• Task: Going down the data below, set down exactly the line with "Reminder::new(task.id, &task.title, user, due))" and each line after it through the line with "self.store.replace_for_task(task.id, &reminders).await?;"; no other lines.

• Dataset extract:
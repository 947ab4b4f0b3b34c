use std::sync::Arc;

use chrono::{DateTime, Utc};
use uuid::Uuid;

use super::{
    reminder_models::{start_of_next_day, Reminder},
    reminder_repository::ReminderStore,
};
use crate::{
    error::{AppError, Result},
    task::{Task, TaskStatus},
    websocket::channel_key,
};

/// Due-date reminders: one per (task, assignee) while the task has a due
/// date and is not completed.
#[derive(Clone)]
pub struct ReminderService {
    store: Arc<dyn ReminderStore>,
}

impl ReminderService {
    pub fn new(store: Arc<dyn ReminderStore>) -> Self {
        Self { store }
    }

    /// Rebuild the task's reminder set from its current due date and
    /// assignees, replacing whatever was there.
    pub async fn regenerate_for_task(&self, task: &Task) -> Result<Vec<Reminder>> {
        let reminders: Vec<Reminder> = match task.due_date {
            Some(due) if task.status != TaskStatus::Completed => task
                .assigned_users
                .iter()
                .map(|user| Reminder::new(task.id, &task.title, user, due))
                .collect(),
            _ => Vec::new(),
        };

        self.store.replace_for_task(task.id, &reminders).await?;
        tracing::debug!("Task {} now has {} reminder(s)", task.id, reminders.len());

        Ok(reminders)
    }

    pub async fn clear_for_task(&self, task_id: Uuid) -> Result<u64> {
        self.store.delete_for_task(task_id).await
    }

    pub async fn list_for_task(&self, task_id: Uuid) -> Result<Vec<Reminder>> {
        self.store.find_by_task(task_id).await
    }

    pub async fn list_for_user(&self, recipient: &str) -> Result<Vec<Reminder>> {
        self.store.find_by_recipient(&channel_key(recipient)).await
    }

    /// Pending reminders whose reminder date falls on or before today (UTC).
    pub async fn due_today(&self, recipient: &str, now: DateTime<Utc>) -> Result<Vec<Reminder>> {
        self.store
            .find_pending_before(&channel_key(recipient), start_of_next_day(now))
            .await
    }

    /// `pending -> dismissed`. Dismissing twice is a no-op success.
    pub async fn dismiss(&self, id: Uuid, recipient: &str) -> Result<Reminder> {
        self.store
            .dismiss(id, &channel_key(recipient))
            .await?
            .ok_or_else(|| AppError::NotFound("Reminder not found".to_string()))
    }

    pub async fn find_due_unnotified(&self, now: DateTime<Utc>) -> Result<Vec<Reminder>> {
        self.store.find_due_unnotified(now).await
    }

    pub async fn mark_notified(&self, ids: &[Uuid]) -> Result<u64> {
        self.store.mark_notified(ids).await
    }

    pub async fn rename_recipient(&self, from: &str, to: &str) -> Result<u64> {
        self.store
            .rename_recipient(&channel_key(from), &channel_key(to))
            .await
    }
}

#[cfg(test)]
mod tests {
    use super::*;
    use crate::{memory::MemoryStore, reminder::ReminderStatus};
    use chrono::{Duration, TimeZone};

    fn task_due(due: Option<DateTime<Utc>>, assignees: &[&str]) -> Task {
        let mut task = Task::new(Uuid::new_v4(), "Quarterly report", None, due);
        task.assigned_users = assignees.iter().map(|a| a.to_string()).collect();
        task
    }

    #[tokio::test]
    async fn test_one_reminder_per_assignee() {
        let service = ReminderService::new(Arc::new(MemoryStore::new()));
        let due = Utc.with_ymd_and_hms(2026, 5, 20, 9, 0, 0).unwrap();
        let task = task_due(Some(due), &["alice", "bob"]);

        service.regenerate_for_task(&task).await.unwrap();

        let reminders = service.list_for_task(task.id).await.unwrap();
        assert_eq!(reminders.len(), 2);
        for reminder in &reminders {
            assert_eq!(reminder.due_date, due);
            assert_eq!(reminder.reminder_date, due - Duration::days(1));
            assert_eq!(reminder.status, ReminderStatus::Pending);
        }
    }

    #[tokio::test]
    async fn test_regenerate_replaces_previous_set() {
        let service = ReminderService::new(Arc::new(MemoryStore::new()));
        let due = Utc::now() + Duration::days(3);
        let mut task = task_due(Some(due), &["alice", "bob", "carol"]);
        service.regenerate_for_task(&task).await.unwrap();

        task.assigned_users = vec!["dave".to_string()];
        service.regenerate_for_task(&task).await.unwrap();

        let reminders = service.list_for_task(task.id).await.unwrap();
        assert_eq!(reminders.len(), 1);
        assert_eq!(reminders[0].recipient, "dave");

        task.due_date = None;
        service.regenerate_for_task(&task).await.unwrap();
        assert!(service.list_for_task(task.id).await.unwrap().is_empty());
    }

    #[tokio::test]
    async fn test_completed_task_has_no_reminders() {
        let service = ReminderService::new(Arc::new(MemoryStore::new()));
        let mut task = task_due(Some(Utc::now() + Duration::days(2)), &["alice"]);
        task.status = TaskStatus::Completed;

        assert!(service.regenerate_for_task(&task).await.unwrap().is_empty());
    }

    #[tokio::test]
    async fn test_dismissed_reminder_leaves_today_list() {
        let service = ReminderService::new(Arc::new(MemoryStore::new()));
        let now = Utc::now();
        let task = task_due(Some(now + Duration::days(1)), &["bob"]);
        let created = service.regenerate_for_task(&task).await.unwrap();

        assert_eq!(service.due_today("bob", now).await.unwrap().len(), 1);

        let dismissed = service.dismiss(created[0].id, "bob").await.unwrap();
        assert_eq!(dismissed.status, ReminderStatus::Dismissed);
        assert!(service.due_today("bob", now).await.unwrap().is_empty());

        let again = service.dismiss(created[0].id, "bob").await.unwrap();
        assert_eq!(again.status, ReminderStatus::Dismissed);
    }

    #[tokio::test]
    async fn test_due_today_excludes_later_reminders() {
        let service = ReminderService::new(Arc::new(MemoryStore::new()));
        let now = Utc.with_ymd_and_hms(2026, 6, 1, 10, 0, 0).unwrap();
        let soon = task_due(Some(now + Duration::hours(30)), &["bob"]);
        let later = task_due(Some(now + Duration::days(5)), &["bob"]);
        service.regenerate_for_task(&soon).await.unwrap();
        service.regenerate_for_task(&later).await.unwrap();

        let today = service.due_today("bob", now).await.unwrap();
        assert_eq!(today.len(), 1);
        assert_eq!(today[0].task_id, soon.id);
        assert_eq!(service.list_for_user("bob").await.unwrap().len(), 2);
    }

    #[tokio::test]
    async fn test_dismiss_requires_ownership() {
        let service = ReminderService::new(Arc::new(MemoryStore::new()));
        let task = task_due(Some(Utc::now() + Duration::days(1)), &["bob"]);
        let created = service.regenerate_for_task(&task).await.unwrap();

        assert!(matches!(
            service.dismiss(created[0].id, "alice").await,
            Err(AppError::NotFound(_))
        ));
    }
}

• Finished task:
                .map(|user| Reminder::new(task.id, &task.title, user, due))
                .collect(),
            _ => Vec::new(),
        };

        self.store.replace_for_task(task.id, &reminders).await?;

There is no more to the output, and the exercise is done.